Waldheim decided to study law at University of Vienna, where she first met Kurt Waldheim. On August 19, 1944, in the midst of the Second World War, the couple married in Vienna. Their first daughter, Lieselotte, was born in 1945. According to her husband's New York Times obituary, "[s]he was an ardent Nazi who before the war had renounced her Roman Catholic faith and joined the League of German Maidens, the young women’s equivalent of the Hitler Youth. She applied for Nazi Party membership as soon as she was old enough, and was accepted in 1941".

She gave up her job in order to support her husband's long diplomatic and political career. He became the Foreign Minister of Austria from 1968 to 1970 and UN Secretary General from 1972 to 1981. In 1986, he was elected President of Austria, and she became Austria's first lady.
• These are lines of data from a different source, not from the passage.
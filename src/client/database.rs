use std::str::FromStr;

use async_trait::async_trait;
use log::{debug, info};
use sqlx::sqlite::{SqliteConnectOptions, SqlitePoolOptions, SqliteRow};
use sqlx::{Row, SqlitePool};

use crate::backend::LocalCache;
use crate::common::error::ChatResult;
use crate::common::models::{ChatRoom, Participant, User};

/// SQLite mirror of the room list and the signed-in user.
#[derive(Debug, Clone)]
pub struct Database {
    pub pool: SqlitePool,
}

impl Database {
    pub async fn connect(database_url: &str) -> Result<Self, sqlx::Error> {
        debug!("Connecting to local cache: {}", database_url);
        let in_memory = database_url.contains(":memory:");

        if !in_memory {
            let file_path = database_url
                .strip_prefix("sqlite://")
                .or_else(|| database_url.strip_prefix("sqlite:"))
                .unwrap_or(database_url);
            let file_path = file_path.split('?').next().unwrap_or(file_path);
            if let Some(parent) = std::path::Path::new(file_path).parent() {
                if !parent.as_os_str().is_empty() && !parent.exists() {
                    std::fs::create_dir_all(parent).map_err(|e| sqlx::Error::Configuration(Box::new(e)))?;
                    info!("Created cache directory {:?}", parent);
                }
            }
        }

        let options = SqliteConnectOptions::from_str(database_url)?.create_if_missing(true);
        // every connection to :memory: is its own database
        let pool = SqlitePoolOptions::new()
            .max_connections(if in_memory { 1 } else { 5 })
            .connect_with(options)
            .await?;

        info!("Local cache ready at {}", database_url);
        Ok(Self { pool })
    }

    pub async fn migrate(&self) -> Result<(), sqlx::Error> {
        sqlx::query(r#"
            CREATE TABLE IF NOT EXISTS chat_rooms (
                room_id TEXT PRIMARY KEY,
                sender_name TEXT,
                sender_phone TEXT,
                sender_picture TEXT,
                receiver_name TEXT,
                receiver_phone TEXT,
                receiver_picture TEXT,
                last_message TEXT,
                last_message_time TEXT,
                created_at TEXT,
                updated_at TEXT,
                deleted_at TEXT
            );
        "#).execute(&self.pool).await?;

        sqlx::query(r#"
            CREATE TABLE IF NOT EXISTS users (
                uid TEXT PRIMARY KEY,
                name TEXT,
                phone_number TEXT NOT NULL,
                birth_date TEXT,
                email TEXT,
                profile_picture TEXT,
                created_at TEXT
            );
        "#).execute(&self.pool).await?;

        Ok(())
    }

    /// Connect and create the tables.
    pub async fn open(database_url: &str) -> Result<Self, sqlx::Error> {
        let db = Self::connect(database_url).await?;
        db.migrate().await?;
        Ok(db)
    }
}

fn room_from_row(row: &SqliteRow) -> Result<ChatRoom, sqlx::Error> {
    Ok(ChatRoom {
        room_id: row.try_get("room_id")?,
        sender: Participant {
            name: row.try_get("sender_name")?,
            phone_number: row.try_get("sender_phone")?,
            profile_picture: row.try_get("sender_picture")?,
        },
        receiver: Participant {
            name: row.try_get("receiver_name")?,
            phone_number: row.try_get("receiver_phone")?,
            profile_picture: row.try_get("receiver_picture")?,
        },
        last_message: row.try_get("last_message")?,
        last_message_time: row.try_get("last_message_time")?,
        created_at: row.try_get("created_at")?,
        updated_at: row.try_get("updated_at")?,
        deleted_at: row.try_get("deleted_at")?,
    })
}

fn user_from_row(row: &SqliteRow) -> Result<User, sqlx::Error> {
    Ok(User {
        uid: row.try_get("uid")?,
        name: row.try_get("name")?,
        phone_number: row.try_get("phone_number")?,
        birth_date: row.try_get("birth_date")?,
        email: row.try_get("email")?,
        profile_picture: row.try_get("profile_picture")?,
        created_at: row.try_get("created_at")?,
    })
}

#[async_trait]
impl LocalCache for Database {
    async fn upsert_rooms(&self, rooms: &[ChatRoom]) -> ChatResult<()> {
        let mut tx = self.pool.begin().await?;
        for room in rooms {
            sqlx::query(r#"
                INSERT OR REPLACE INTO chat_rooms (
                    room_id, sender_name, sender_phone, sender_picture,
                    receiver_name, receiver_phone, receiver_picture,
                    last_message, last_message_time, created_at, updated_at, deleted_at
                ) VALUES (?, ?, ?, ?, ?, ?, ?, ?, ?, ?, ?, ?)
            "#)
            .bind(&room.room_id)
            .bind(&room.sender.name)
            .bind(&room.sender.phone_number)
            .bind(&room.sender.profile_picture)
            .bind(&room.receiver.name)
            .bind(&room.receiver.phone_number)
            .bind(&room.receiver.profile_picture)
            .bind(&room.last_message)
            .bind(&room.last_message_time)
            .bind(&room.created_at)
            .bind(&room.updated_at)
            .bind(&room.deleted_at)
            .execute(&mut *tx)
            .await?;
        }
        tx.commit().await?;
        debug!("Cached {} room(s)", rooms.len());
        Ok(())
    }

    async fn read_rooms(&self) -> ChatResult<Vec<ChatRoom>> {
        let rows = sqlx::query("SELECT * FROM chat_rooms ORDER BY updated_at DESC, room_id ASC")
            .fetch_all(&self.pool)
            .await?;
        let rooms = rows.iter().map(room_from_row).collect::<Result<Vec<_>, _>>()?;
        Ok(rooms)
    }

    async fn find_room(&self, room_id: &str) -> ChatResult<Option<ChatRoom>> {
        let row = sqlx::query("SELECT * FROM chat_rooms WHERE room_id = ?")
            .bind(room_id)
            .fetch_optional(&self.pool)
            .await?;
        Ok(row.as_ref().map(room_from_row).transpose()?)
    }

    async fn delete_room(&self, room_id: &str) -> ChatResult<()> {
        sqlx::query("DELETE FROM chat_rooms WHERE room_id = ?")
            .bind(room_id)
            .execute(&self.pool)
            .await?;
        Ok(())
    }

    async fn clear_rooms(&self) -> ChatResult<()> {
        sqlx::query("DELETE FROM chat_rooms").execute(&self.pool).await?;
        Ok(())
    }

    async fn upsert_user(&self, user: &User) -> ChatResult<()> {
        // one signed-in user per device
        let mut tx = self.pool.begin().await?;
        sqlx::query("DELETE FROM users WHERE uid != ?")
            .bind(&user.uid)
            .execute(&mut *tx)
            .await?;
        sqlx::query(r#"
            INSERT OR REPLACE INTO users (uid, name, phone_number, birth_date, email, profile_picture, created_at)
            VALUES (?, ?, ?, ?, ?, ?, ?)
        "#)
        .bind(&user.uid)
        .bind(&user.name)
        .bind(&user.phone_number)
        .bind(&user.birth_date)
        .bind(&user.email)
        .bind(&user.profile_picture)
        .bind(&user.created_at)
        .execute(&mut *tx)
        .await?;
        tx.commit().await?;
        Ok(())
    }

    async fn read_user(&self) -> ChatResult<Option<User>> {
        let row = sqlx::query("SELECT * FROM users LIMIT 1")
            .fetch_optional(&self.pool)
            .await?;
        Ok(row.as_ref().map(user_from_row).transpose()?)
    }

    async fn clear_users(&self) -> ChatResult<()> {
        sqlx::query("DELETE FROM users").execute(&self.pool).await?;
        Ok(())
    }
}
The couple had three children: daughter Lieselotte Waldheim-Natural works for the United Nations, daughter Christa Waldheim-Karas became an artist (she is married to Othmar Karas, Austrian Member of the European Parliament), and son Gerhard Waldheim is an investment banker. She spoke German, English, and French.. She died on 28 February 2017 at the age of 94. She left behind her three children and three grandchildren.